What has all this produced to stop IEDs? I guess a lot of old letterhead and not much action.
So it should be no surprise that in October 2004, when the Army published interim Field Manual 3-07.22, "Counterinsurgency Operations," the new doctrine only mentioned IEDs as a peripheral threat and made no mention whatsoever of potential IED campaigns employed by an adversary such as in Iraq. The new doctrine establish no doctrine for countering such campaigns.
No wonder that this week Republican and military stalwart Rep. Hunter now says "we need to focus more effort" on the IED problem and threat.
The President may declare that we are "winning" in Iraq, but on the ground, happy talk about progress masks an unchanging if not even growing threat.

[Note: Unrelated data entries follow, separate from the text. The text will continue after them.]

//! A bounds-checked cursor over a MOD file's bytes.
//!
//! ProTracker MOD files are big-endian throughout (16-bit word counts in
//! sample headers). This replaces raw pointer arithmetic with a cursor
//! that reports [`ModuleError::FormatCorrupt`] on a short read rather than
//! reading past the end of the buffer.

use crate::error::ModuleError;

pub struct ByteReader<'a> {
    data: &'a [u8],
    offset: usize,
}

impl<'a> ByteReader<'a> {
    pub fn new(data: &'a [u8]) -> Self {
        ByteReader { data, offset: 0 }
    }

    pub fn offset(&self) -> usize {
        self.offset
    }

    pub fn seek(&mut self, offset: usize) {
        self.offset = offset;
    }

    pub fn read_bytes(&mut self, count: usize) -> Result<&'a [u8], ModuleError> {
        let end = self.offset.checked_add(count).unwrap_or(usize::MAX);
        if end > self.data.len() {
            return Err(ModuleError::FormatCorrupt {
                expected: end,
                actual: self.data.len(),
            });
        }

        let slice = &self.data[self.offset..end];
        self.offset = end;
        Ok(slice)
    }

    /// Read a fixed-width NUL-padded string, trimming at the first NUL.
    pub fn read_fixed_str(&mut self, length: usize) -> Result<String, ModuleError> {
        let bytes = self.read_bytes(length)?;
        let end = bytes.iter().position(|&b| b == 0).unwrap_or(bytes.len());
        Ok(String::from_utf8_lossy(&bytes[..end]).into_owned())
    }

    pub fn read_u8(&mut self) -> Result<u8, ModuleError> {
        Ok(self.read_bytes(1)?[0])
    }

    pub fn read_u16_be(&mut self) -> Result<u16, ModuleError> {
        let b = self.read_bytes(2)?;
        Ok(u16::from_be_bytes([b[0], b[1]]))
    }
}
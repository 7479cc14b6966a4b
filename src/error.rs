//! Errors surfaced by the module loader.
//!
//! Once a [`crate::Player`] has been constructed, decoding cannot fail:
//! ill-formed effect parameters are interpreted liberally, out-of-range
//! periods produce silence, and sample indices are clamped or ignored by
//! the `sample > 0` guard. Only loading a buffer can fail.

/// Error returned by [`crate::Player::from_bytes`] when a buffer cannot be
/// parsed as a ProTracker MOD file.
#[derive(Debug, Clone, PartialEq, Eq, thiserror::Error)]
pub enum ModuleError {
    /// The buffer is shorter than the minimum plausible MOD file size.
    #[error("mod file too short: {len} bytes, need at least {min}")]
    FormatTooShort { len: usize, min: usize },

    /// The header declares a file layout (pattern count + sample data)
    /// that extends past the end of the supplied buffer.
    #[error("mod file corrupt: declared size {expected} exceeds buffer length {actual}")]
    FormatCorrupt { expected: usize, actual: usize },
}
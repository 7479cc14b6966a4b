//! The sequencer + synthesizer, exposed publicly as [`Player`].
//!
//! `Player` is the single entry point the core crate exposes (spec §6): a
//! constructor over a byte buffer, a handful of playback-setting mutators,
//! and the two frame-decoding calls. Everything here is synchronous and
//! single-threaded (spec §5) — there is no global state, and a `Player`
//! owns every buffer it touches.

mod channel;
mod mixer;
mod sequencer;

use crate::error::ModuleError;
use crate::formats;
use crate::module::Module;
use channel::ChannelState;

/// Internal cap on how many frames are rendered per sub-block; bounds the
/// scratch buffers regardless of the caller's requested frame count.
const MAX_BLOCK_FRAMES: usize = 1024;

const DEFAULT_SAMPLE_RATE: u32 = 48_000;
const DEFAULT_SPEED: u32 = 6;
const DEFAULT_BPM: u32 = 125;

/// Pending `PositionJump` (B) / `PatternBreak` (D) target, applied at the
/// next line boundary.
#[derive(Debug, Clone, Copy, Default)]
struct PendingJump {
    active: bool,
    pattern_order_idx: usize,
    line_idx: usize,
}

/// A loaded ProTracker module plus its play cursor: the whole decoder.
pub struct Player {
    module: Module,

    sample_rate: u32,
    channel_count: u16,
    stereo_width: f32,

    pattern_order_idx: usize,
    line_idx: usize,
    tick_idx: u32,
    frames_until_next_tick: usize,

    speed: u32,
    bpm: u32,
    pattern_delay: u32,

    pending_jump: PendingJump,

    channels: Vec<ChannelState>,
    mix_scratch: Vec<f32>,
    /// Interleaved float scratch for `decode_frames_i16`, sized for the
    /// widest possible sub-block (stereo, `MAX_BLOCK_FRAMES` frames) so the
    /// player owns it rather than allocating one per call.
    i16_scratch: Vec<f32>,
}

impl Player {
    /// Parse `buf` as a ProTracker MOD file and construct a player
    /// positioned at the start of the song.
    pub fn from_bytes(buf: &[u8]) -> Result<Player, ModuleError> {
        let module = formats::parse(buf)?;

        let default_panning = |i: usize| if (i + 1) & 0x2 == 0 { -1.0 } else { 1.0 };
        let channels = (0..crate::module::NUM_CHANNELS)
            .map(|i| ChannelState::new(default_panning(i)))
            .collect();

        let mut player = Player {
            module,
            sample_rate: DEFAULT_SAMPLE_RATE,
            channel_count: 2,
            stereo_width: 1.0,
            pattern_order_idx: 0,
            line_idx: 0,
            tick_idx: 0,
            frames_until_next_tick: 0,
            speed: DEFAULT_SPEED,
            bpm: DEFAULT_BPM,
            pattern_delay: 0,
            pending_jump: PendingJump::default(),
            channels,
            mix_scratch: vec![0.0; MAX_BLOCK_FRAMES],
            i16_scratch: vec![0.0; MAX_BLOCK_FRAMES * 2],
        };
        player.reset_to_beginning();
        Ok(player)
    }

    /// Set the output sample rate in Hz. Takes effect immediately for
    /// resampling; tick timing recomputes at the next tick boundary.
    pub fn set_sample_rate(&mut self, hz: u32) {
        self.sample_rate = hz;
    }

    /// Select stereo (2-channel) or mono (1-channel) output.
    pub fn set_stereo(&mut self, stereo: bool) {
        self.channel_count = if stereo { 2 } else { 1 };
    }

    /// Clamp and set the stereo width, 0.0 (mono-like) .. 1.0 (hard panning).
    pub fn set_stereo_width(&mut self, width: f32) {
        self.stereo_width = width.clamp(0.0, 1.0);
    }

    /// The parsed module this player is decoding, for display purposes
    /// (song name, sample table, pattern count).
    pub fn module(&self) -> &Module {
        &self.module
    }

    /// Reset the song cursor to (order 0, line 0, tick 0) and (re-)execute
    /// line 0.
    pub fn reset_to_beginning(&mut self) {
        self.pattern_order_idx = 0;
        self.line_idx = 0;
        self.tick_idx = 0;
        self.pattern_delay = 0;
        self.pending_jump = PendingJump::default();
        // A fresh `Player` starts every channel at `ChannelState::new`
        // (silent, no sample latched); `reset_to_beginning` must land on
        // that same state rather than leaving a channel mid-playback from
        // whatever it was doing before the reset, or a module whose line
        // 0 doesn't retrigger every channel would decode differently
        // after a reset than a freshly constructed player would.
        for channel in &mut self.channels {
            *channel = ChannelState::new(channel.panning);
        }
        self.execute_line();
    }

    /// Decode `frame_count` frames as interleaved floats in approximately
    /// `[-1, 1]` into `out`, which must hold `frame_count * channel_count()`
    /// samples.
    pub fn decode_frames_f(&mut self, frame_count: usize, out: &mut [f32]) {
        let out_channels = self.channel_count as usize;
        debug_assert!(out.len() >= frame_count * out_channels);

        let mut frames_remaining = frame_count;
        let mut cursor = 0usize;
        while frames_remaining > 0 {
            let block = frames_remaining
                .min(MAX_BLOCK_FRAMES)
                .min(self.frames_until_next_tick);

            let out_slice = &mut out[cursor * out_channels..(cursor + block) * out_channels];
            self.render_block(block, out_slice);

            cursor += block;
            frames_remaining -= block;
            self.frames_until_next_tick -= block;

            if self.frames_until_next_tick == 0 {
                self.advance_tick();
            }
        }
    }

    /// As [`Player::decode_frames_f`], but scaled to 16-bit signed integers.
    pub fn decode_frames_i16(&mut self, frame_count: usize, out: &mut [i16]) {
        let out_channels = self.channel_count as usize;
        debug_assert!(out.len() >= frame_count * out_channels);

        let mut frames_remaining = frame_count;
        let mut cursor = 0usize;
        while frames_remaining > 0 {
            let block = frames_remaining.min(MAX_BLOCK_FRAMES);
            let mut scratch = std::mem::take(&mut self.i16_scratch);
            let buf = &mut scratch[..block * out_channels];
            self.decode_frames_f(block, buf);
            for (dst, &src) in out[cursor * out_channels..(cursor + block) * out_channels]
                .iter_mut()
                .zip(buf.iter())
            {
                *dst = (src * 32767.0).clamp(-32768.0, 32767.0) as i16;
            }
            self.i16_scratch = scratch;
            cursor += block;
            frames_remaining -= block;
        }
    }

    /// Render `num_frames` frames (all belonging to the current tick; the
    /// caller guarantees `num_frames <= frames_until_next_tick`) into the
    /// interleaved output slice.
    fn render_block(&mut self, num_frames: usize, out: &mut [f32]) {
        out.fill(0.0);

        let sample_rate = self.sample_rate;
        let stereo_width = self.stereo_width;
        let out_channels = self.channel_count;
        let num_channels = self.channels.len() as u16;

        let Player {
            module,
            channels,
            mix_scratch,
            ..
        } = self;

        for channel in channels.iter_mut() {
            let scratch = &mut mix_scratch[..num_frames];
            let sample = module.sample(channel.sample);
            channel.render(sample, sample_rate, scratch);
            mixer::mix_channel(
                scratch,
                out,
                out_channels,
                num_channels,
                channel.panning,
                stereo_width,
            );
        }
    }
}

Of course none of this would be the epidemic that it is if the Defense Secretary and his department had recognized from the beginning that Iraq not only was chock-a-block filled with munitions but also that more troops were needed to ensure security after vanquishing the Iraqi Army.
My point is not to go over old territory, but to lament the clear contradiction evident in wild reorganization and the writing of check for over $1 billion to solve the problem: We are winning? Not only aren't we, but I have little confidence that this Pentagon leadership can even do what is needed to minimally protect American and Iraqi lives.